Dataset entries:
☆ ☆ ☆ ☆ ☆ ☆ ☆

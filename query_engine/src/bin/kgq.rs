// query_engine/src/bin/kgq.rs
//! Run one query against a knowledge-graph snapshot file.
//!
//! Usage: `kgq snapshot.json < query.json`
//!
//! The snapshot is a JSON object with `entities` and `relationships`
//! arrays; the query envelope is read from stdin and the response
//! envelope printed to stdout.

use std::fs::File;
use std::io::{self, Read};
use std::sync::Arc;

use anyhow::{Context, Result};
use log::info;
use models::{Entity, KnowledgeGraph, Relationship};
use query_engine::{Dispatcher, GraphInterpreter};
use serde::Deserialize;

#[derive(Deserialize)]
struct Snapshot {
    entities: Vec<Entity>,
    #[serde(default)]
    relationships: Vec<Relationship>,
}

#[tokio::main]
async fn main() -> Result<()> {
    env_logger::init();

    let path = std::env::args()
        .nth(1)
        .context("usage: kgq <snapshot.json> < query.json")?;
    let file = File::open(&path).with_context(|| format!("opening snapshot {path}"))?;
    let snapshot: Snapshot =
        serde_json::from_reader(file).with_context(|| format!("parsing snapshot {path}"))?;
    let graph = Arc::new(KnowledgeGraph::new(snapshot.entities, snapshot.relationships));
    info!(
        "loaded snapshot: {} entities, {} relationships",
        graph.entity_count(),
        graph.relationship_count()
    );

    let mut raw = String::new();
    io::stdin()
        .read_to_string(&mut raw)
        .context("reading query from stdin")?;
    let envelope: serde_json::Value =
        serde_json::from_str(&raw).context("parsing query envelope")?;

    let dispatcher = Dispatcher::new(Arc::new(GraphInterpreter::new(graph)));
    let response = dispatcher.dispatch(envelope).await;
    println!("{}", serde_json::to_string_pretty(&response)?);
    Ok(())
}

☆ ☆ ☆ ☆ ☆ ☆ ☆

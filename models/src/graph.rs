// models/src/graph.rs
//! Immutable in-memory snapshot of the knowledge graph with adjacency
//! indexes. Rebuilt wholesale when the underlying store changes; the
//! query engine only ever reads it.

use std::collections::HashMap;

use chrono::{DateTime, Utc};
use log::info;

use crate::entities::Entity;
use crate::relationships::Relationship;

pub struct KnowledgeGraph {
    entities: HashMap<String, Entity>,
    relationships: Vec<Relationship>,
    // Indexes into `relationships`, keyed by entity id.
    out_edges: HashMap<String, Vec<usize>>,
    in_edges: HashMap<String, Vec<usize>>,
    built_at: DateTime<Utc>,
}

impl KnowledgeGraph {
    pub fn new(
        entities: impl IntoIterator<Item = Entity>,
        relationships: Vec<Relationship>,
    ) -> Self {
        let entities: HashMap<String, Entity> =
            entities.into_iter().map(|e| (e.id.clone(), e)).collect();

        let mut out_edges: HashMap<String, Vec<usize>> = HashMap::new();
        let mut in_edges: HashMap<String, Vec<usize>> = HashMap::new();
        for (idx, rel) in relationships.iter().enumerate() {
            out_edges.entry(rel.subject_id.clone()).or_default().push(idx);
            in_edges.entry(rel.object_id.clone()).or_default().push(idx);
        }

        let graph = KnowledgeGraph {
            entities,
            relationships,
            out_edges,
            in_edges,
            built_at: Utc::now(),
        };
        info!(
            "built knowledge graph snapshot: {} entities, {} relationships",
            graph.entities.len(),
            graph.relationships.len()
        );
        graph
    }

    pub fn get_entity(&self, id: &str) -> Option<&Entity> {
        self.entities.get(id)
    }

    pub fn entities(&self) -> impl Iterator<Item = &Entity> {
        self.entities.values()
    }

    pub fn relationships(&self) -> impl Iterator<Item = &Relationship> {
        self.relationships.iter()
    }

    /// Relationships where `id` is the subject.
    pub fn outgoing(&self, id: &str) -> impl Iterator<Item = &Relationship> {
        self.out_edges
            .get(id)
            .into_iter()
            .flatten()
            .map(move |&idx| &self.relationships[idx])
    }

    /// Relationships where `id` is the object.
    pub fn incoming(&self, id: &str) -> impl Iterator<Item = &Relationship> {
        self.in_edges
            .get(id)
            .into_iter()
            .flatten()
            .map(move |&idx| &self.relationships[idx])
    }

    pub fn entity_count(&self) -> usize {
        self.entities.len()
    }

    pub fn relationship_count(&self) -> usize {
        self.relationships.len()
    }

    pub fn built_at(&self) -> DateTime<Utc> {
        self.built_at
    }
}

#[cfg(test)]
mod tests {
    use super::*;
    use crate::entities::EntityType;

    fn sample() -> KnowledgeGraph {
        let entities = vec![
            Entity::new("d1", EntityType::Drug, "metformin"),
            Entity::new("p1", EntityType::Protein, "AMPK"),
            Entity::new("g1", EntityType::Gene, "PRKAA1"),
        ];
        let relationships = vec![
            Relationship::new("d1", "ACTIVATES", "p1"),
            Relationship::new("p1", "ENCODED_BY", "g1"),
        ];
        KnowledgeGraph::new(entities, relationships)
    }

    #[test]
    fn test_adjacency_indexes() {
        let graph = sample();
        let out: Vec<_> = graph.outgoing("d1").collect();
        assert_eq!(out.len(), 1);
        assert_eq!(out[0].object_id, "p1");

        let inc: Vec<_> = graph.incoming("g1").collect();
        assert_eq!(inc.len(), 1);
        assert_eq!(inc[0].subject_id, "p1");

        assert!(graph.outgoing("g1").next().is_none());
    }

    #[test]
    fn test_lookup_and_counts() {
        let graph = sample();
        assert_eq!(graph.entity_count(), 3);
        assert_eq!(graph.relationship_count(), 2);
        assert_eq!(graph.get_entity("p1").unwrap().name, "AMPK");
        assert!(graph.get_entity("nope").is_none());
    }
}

☆ ☆ ☆ ☆ ☆ ☆ ☆

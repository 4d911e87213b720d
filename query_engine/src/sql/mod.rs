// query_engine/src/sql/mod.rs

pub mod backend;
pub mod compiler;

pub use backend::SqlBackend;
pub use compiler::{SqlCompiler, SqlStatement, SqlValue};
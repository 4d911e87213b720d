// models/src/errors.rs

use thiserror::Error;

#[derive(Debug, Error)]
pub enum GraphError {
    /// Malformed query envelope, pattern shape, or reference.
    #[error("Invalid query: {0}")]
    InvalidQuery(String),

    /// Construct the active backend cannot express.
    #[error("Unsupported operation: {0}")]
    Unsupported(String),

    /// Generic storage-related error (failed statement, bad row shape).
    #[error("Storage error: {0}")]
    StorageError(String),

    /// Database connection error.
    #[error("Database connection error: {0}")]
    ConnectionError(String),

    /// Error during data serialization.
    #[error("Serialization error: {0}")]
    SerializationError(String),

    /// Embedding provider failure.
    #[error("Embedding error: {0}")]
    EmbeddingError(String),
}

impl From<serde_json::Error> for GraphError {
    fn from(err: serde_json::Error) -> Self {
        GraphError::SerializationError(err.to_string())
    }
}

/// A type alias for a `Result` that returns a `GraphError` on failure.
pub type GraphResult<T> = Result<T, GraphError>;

☆ ☆ ☆ ☆ ☆ ☆ ☆

Return, word for word, the lines of the data above from the line with "pub mod compiler;" through the line with "pub type GraphResult<T>", inclusive.

FINISHED EXERCISE:
pub mod compiler;

pub use backend::SqlBackend;
pub use compiler::{SqlCompiler, SqlStatement, SqlValue};
repository 4d911e87213b720d
// models/src/errors.rs

use thiserror::Error;

#[derive(Debug, Error)]
pub enum GraphError {
    /// Malformed query envelope, pattern shape, or reference.
    #[error("Invalid query: {0}")]
    InvalidQuery(String),

    /// Construct the active backend cannot express.
    #[error("Unsupported operation: {0}")]
    Unsupported(String),

    /// Generic storage-related error (failed statement, bad row shape).
    #[error("Storage error: {0}")]
    StorageError(String),

    /// Database connection error.
    #[error("Database connection error: {0}")]
    ConnectionError(String),

    /// Error during data serialization.
    #[error("Serialization error: {0}")]
    SerializationError(String),

    /// Embedding provider failure.
    #[error("Embedding error: {0}")]
    EmbeddingError(String),
}

impl From<serde_json::Error> for GraphError {
    fn from(err: serde_json::Error) -> Self {
        GraphError::SerializationError(err.to_string())
    }
}

/// A type alias for a `Result` that returns a `GraphError` on failure.
pub type GraphResult<T> = Result<T, GraphError>;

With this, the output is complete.